The Rental Bond Services is directed to pay the landlord, Jason Smith, $800 from rental bond number S460120-7 with the balance of the bond, plus interest, to be paid to the tenant, Bijan Heshmati.

Catchwords:

LEASES AND TENANCIES — Residential Tenancies Act 2010 (NSW) — Rental Bond claim

Legislation Cited:

Residential Tenancies Act 2010 (NSW)

Cases Cited:

Elhassen v Ayoub [2018] NSWCATAP 34

Patricia Panico v Crompton and Jennings [2015] NSWCATAP 110

Alamado Holdings Pty Ltd v Australian Window Furnishings (NSW) Pty Ltd [2006] NSWCA 224

Haskell v Marlow [1928] 2 KB 45

Adoncello v Sazdanoff [2006] NSWCTTT 577

Texts Cited:

Nil

Category:Principal judgment
Parties: Bijan Heshmati (Applicant)
Jason Smith (Respondent)
Representation: Applicant (Self-represented)
Respondent (Self-represented)
File Number(s): RT 22/03288
Publication restriction: NIL

REASONS FOR DECISION

Background

  1. By application filed with the Tribunal on 25 January 2022 the tenant, Mr Bijan Heshmati, sought payment of a rental bond.

  2. The tenant and the landlord, Mr Jason Smith, last entered into a residential tenancy agreement on 27 March 2021. Vacant possession of the property was given to the landlord on 19 January 2022.

  3. A rental bond of 2,280 was lodged with the rental bond service in April 2019 when the parties first entered into an agreement. The bond is frozen until orders are made by the Tribunal.

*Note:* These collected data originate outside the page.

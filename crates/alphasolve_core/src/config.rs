//! Session configuration.
//!
//! # Responsibility
//! - Hold everything a client needs to join a sync session and start logging.
//! - Validate user-supplied settings before any connection is attempted.
//!
//! # Invariants
//! - `validate()` never touches the network or the filesystem.

use crate::logging::default_log_level;
use crate::model::project::ProjectId;
use crate::sync::transport::{ConnectionParams, ReconnectPolicy};
use std::error::Error;
use std::fmt::{Display, Formatter};
use std::path::PathBuf;
use uuid::Uuid;

pub const DEFAULT_SERVER_URL: &str = "ws://127.0.0.1:8080/sync";

/// Where log records go.
#[derive(Debug, Clone, PartialEq, Eq)]
pub enum LogTarget {
    Stderr,
    /// Rotating files under an absolute directory.
    Directory(PathBuf),
}

#[derive(Debug, Clone, PartialEq, Eq)]
pub struct LogConfig {
    pub level: String,
    pub target: LogTarget,
}

impl Default for LogConfig {
    fn default() -> Self {
        Self {
            level: default_log_level().to_string(),
            target: LogTarget::Stderr,
        }
    }
}

/// Settings for one collaborative session.
#[derive(Debug, Clone, PartialEq, Eq)]
pub struct SessionConfig {
    pub server_url: String,
    pub display_name: String,
    pub project_id: ProjectId,
    pub user_id: String,
    pub reconnect: ReconnectPolicy,
    pub log: LogConfig,
}

/// Configuration validation failures.
#[derive(Debug, Clone, PartialEq, Eq)]
pub enum ConfigError {
    EmptyDisplayName,
    EmptyUserId,
    /// Server URL is blank or not `ws://` / `wss://`.
    InvalidServerUrl(String),
    ZeroReconnectAttempts,
    ZeroReconnectDelay,
}

impl Display for ConfigError {
    fn fmt(&self, f: &mut Formatter<'_>) -> std::fmt::Result {
        match self {
            Self::EmptyDisplayName => write!(f, "display name cannot be empty"),
            Self::EmptyUserId => write!(f, "user id cannot be empty"),
            Self::InvalidServerUrl(url) => {
                write!(f, "server url must start with ws:// or wss://, got `{url}`")
            }
            Self::ZeroReconnectAttempts => write!(f, "reconnect attempts must be at least 1"),
            Self::ZeroReconnectDelay => write!(f, "reconnect base delay must be positive"),
        }
    }
}

impl Error for ConfigError {}

impl SessionConfig {
    /// Creates a config with default server, reconnect and log settings and a
    /// fresh user id.
    pub fn new(display_name: impl Into<String>, project_id: ProjectId) -> Self {
        Self {
            server_url: DEFAULT_SERVER_URL.to_string(),
            display_name: display_name.into(),
            project_id,
            user_id: Uuid::new_v4().to_string(),
            reconnect: ReconnectPolicy::default(),
            log: LogConfig::default(),
        }
    }

    /// Checks settings that would otherwise fail late, at connect time.
    pub fn validate(&self) -> Result<(), ConfigError> {
        if self.display_name.trim().is_empty() {
            return Err(ConfigError::EmptyDisplayName);
        }
        if self.user_id.trim().is_empty() {
            return Err(ConfigError::EmptyUserId);
        }
        let url = self.server_url.trim();
        if !(url.starts_with("ws://") || url.starts_with("wss://")) {
            return Err(ConfigError::InvalidServerUrl(url.to_string()));
        }
        if self.reconnect.max_attempts == 0 {
            return Err(ConfigError::ZeroReconnectAttempts);
        }
        if self.reconnect.base_delay.is_zero() {
            return Err(ConfigError::ZeroReconnectDelay);
        }
        Ok(())
    }

    pub fn connection_params(&self) -> ConnectionParams {
        ConnectionParams {
            server_url: self.server_url.trim().to_string(),
            display_name: self.display_name.trim().to_string(),
            project_id: self.project_id,
            user_id: self.user_id.clone(),
        }
    }
}
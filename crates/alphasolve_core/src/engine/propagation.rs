//! Context propagation across the cell tree.
//!
//! # Responsibility
//! - Walk cells in document order from a start cell to the end of its array.
//! - Thread the running context through equation cells via function resolution.
//!
//! # Invariants
//! - Steps are strictly sequential; each resolution is awaited before the next.
//! - Context computed inside a folder never leaks to the folder's later siblings.
//! - A missing start cell fails before any cell is touched.

use crate::engine::resolution::{resolve_equation, ResolutionOutcome};
use crate::extension::executor::FunctionExecutor;
use crate::extension::registry::FunctionRegistry;
use crate::model::cell::{Cell, CellId};
use crate::model::context::Context;
use crate::model::project::Project;
use crate::tree;
use futures::future::{BoxFuture, FutureExt};
use log::{info, warn};
use std::error::Error;
use std::fmt::{Display, Formatter};
use std::time::Instant;

/// Fatal propagation errors.
#[derive(Debug, Clone, PartialEq, Eq)]
pub enum PropagationError {
    /// The start cell does not exist anywhere in the project tree.
    CellNotFound(CellId),
}

impl Display for PropagationError {
    fn fmt(&self, f: &mut Formatter<'_>) -> std::fmt::Result {
        match self {
            Self::CellNotFound(id) => write!(f, "propagation start cell not found: {id}"),
        }
    }
}

impl Error for PropagationError {}

/// Summary of one propagation run.
#[derive(Debug, Clone, PartialEq, Eq)]
pub struct PropagationReport {
    pub start: CellId,
    /// Equation cells whose selected function ran successfully.
    pub applied: usize,
    /// Equation cells no function claimed.
    pub passed_through: usize,
    /// Equation cells whose selected function failed.
    pub failed: usize,
    /// Running context after the last cell of the start cell's array.
    pub final_context: Context,
}

impl PropagationReport {
    pub fn resolved(&self) -> usize {
        self.applied + self.passed_through + self.failed
    }
}

#[derive(Debug, Default)]
struct Tally {
    applied: usize,
    passed_through: usize,
    failed: usize,
}

impl Tally {
    fn record(&mut self, outcome: &ResolutionOutcome) {
        match outcome {
            ResolutionOutcome::Applied { .. } => self.applied += 1,
            ResolutionOutcome::PassThrough => self.passed_through += 1,
            ResolutionOutcome::Failed { .. } => self.failed += 1,
        }
    }
}

/// Re-derives context for `cell_id` and every later cell in its array.
///
/// # Errors
/// - `CellNotFound` when `cell_id` is absent; the tree is left untouched.
pub async fn propagate_from(
    project: &mut Project,
    cell_id: CellId,
    registry: &FunctionRegistry,
    executor: &dyn FunctionExecutor,
) -> Result<PropagationReport, PropagationError> {
    let started_at = Instant::now();
    let Some((siblings, index)) = tree::siblings_mut(&mut project.cells, cell_id) else {
        warn!(
            "event=propagate module=engine status=error cell_id={} error_code=cell_not_found",
            cell_id
        );
        return Err(PropagationError::CellNotFound(cell_id));
    };

    let seed = seed_context(&siblings[..index]);
    let mut tally = Tally::default();
    let final_context = walk(&mut siblings[index..], seed, registry, executor, &mut tally).await;
    project.touch();

    info!(
        "event=propagate module=engine status=ok cell_id={} applied={} passed_through={} failed={} duration_ms={}",
        cell_id,
        tally.applied,
        tally.passed_through,
        tally.failed,
        started_at.elapsed().as_millis()
    );
    Ok(PropagationReport {
        start: cell_id,
        applied: tally.applied,
        passed_through: tally.passed_through,
        failed: tally.failed,
        final_context,
    })
}

/// Re-derives context for the whole project from the first top-level cell.
///
/// Returns `None` for an empty project.
pub async fn propagate_all(
    project: &mut Project,
    registry: &FunctionRegistry,
    executor: &dyn FunctionExecutor,
) -> Option<PropagationReport> {
    let first = project.cells.first()?.id();
    propagate_from(project, first, registry, executor).await.ok()
}

/// Nearest stored equation context before the start index, else empty.
///
/// Folders in `preceding` are skipped: their inner results are not visible
/// to later siblings.
pub fn seed_context(preceding: &[Cell]) -> Context {
    preceding
        .iter()
        .rev()
        .find_map(Cell::stored_context)
        .cloned()
        .unwrap_or_else(Context::empty)
}

fn walk<'a>(
    cells: &'a mut [Cell],
    seed: Context,
    registry: &'a FunctionRegistry,
    executor: &'a dyn FunctionExecutor,
    tally: &'a mut Tally,
) -> BoxFuture<'a, Context> {
    async move {
        let mut running = seed;
        for cell in cells.iter_mut() {
            match cell {
                Cell::Equation(equation) => {
                    let resolution =
                        resolve_equation(equation, &running, registry, executor).await;
                    tally.record(&resolution.outcome);
                    running = resolution.context;
                }
                Cell::Folder(folder) => {
                    // Inner result is dropped; later siblings keep `running`.
                    walk(&mut folder.cells, running.clone(), registry, executor, tally).await;
                }
                Cell::Note(_) => {}
            }
        }
        running
    }
    .boxed()
}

  4. The tenant seeks payment of the full bond and the landlord seeks end of tenancy charges of $1,200 to replace three plastic light fittings; a bathroom door and four doors for two bathroom vanity units.

Law

  1. At the end of a tenancy the tenant must comply with the requirements of section 51(3) of the Residential Tenancies Act 2010. Briefly, the tenant is to remove their goods, return the keys to the landlord and leave the premises as nearly as possible in the same condition, fair wear and tear excepted and in a reasonable state of cleanliness. Section 51(3) refers to the ingoing condition report as a point of reference.

  2. The landlord and the tenant must comply with sections 29 and 30 of the RTA in relation to the preparation of ingoing and outgoing condition reports. The purpose of the condition reports is to record the condition of the property at the commencement and the end of the tenancy in a similar manner and degree of detail.

  3. Matters that may be the subject of a rental bond claim are set out in section 166 RTA and include:

  • the reasonable cost of repairs to the residential premises as a result of damage (other than fair wear and tear) caused by the tenant; and

  • the reasonable cost of repair, having regard to the condition of the premises at the commencement of the tenancy.

  1. In determining damages and the reasonable cost of repairs the Tribunal will apply the Australian Taxation Guidelines as to the depreciation of fixtures and fittings in rental properties.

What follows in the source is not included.